- Problem description
Please write the following entries out once more, exactly.

[Data records]
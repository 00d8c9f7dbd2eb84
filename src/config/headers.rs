//! Security header name constants.
//!
//! Response headers are not threaded into the HTML analyzer, so these names are
//! matched against `<meta http-equiv=...>` tags as a proxy for the real headers.

/// Content Security Policy header
pub const HEADER_CONTENT_SECURITY_POLICY: &str = "Content-Security-Policy";
/// X-Frame-Options header
pub const HEADER_X_FRAME_OPTIONS: &str = "X-Frame-Options";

- Expected output
repository 00d8c9f7dbd2eb84
filename src/config/headers.rs
//! Security header name constants.
//!
//! Response headers are not threaded into the HTML analyzer, so these names are
//! matched against `<meta http-equiv=...>` tags as a proxy for the real headers.

/// Content Security Policy header
pub const HEADER_CONTENT_SECURITY_POLICY: &str = "Content-Security-Policy";
/// X-Frame-Options header
pub const HEADER_X_FRAME_OPTIONS: &str = "X-Frame-Options";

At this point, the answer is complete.